Segment Start: Provided data

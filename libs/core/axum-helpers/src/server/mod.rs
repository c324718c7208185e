//! Server infrastructure: router defaults and OS shutdown signals.

pub mod app;
pub mod shutdown;

pub use app::create_router;
pub use shutdown::shutdown_signal;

Segment End: Provided data

All the entries must be retyped exactly.

▸ Exercise answer
filename libs/core/axum-helpers/src/server/mod.rs
repository c324718c7208185e
//! Server infrastructure: router defaults and OS shutdown signals.

pub mod app;
pub mod shutdown;

pub use app::create_router;
pub use shutdown::shutdown_signal;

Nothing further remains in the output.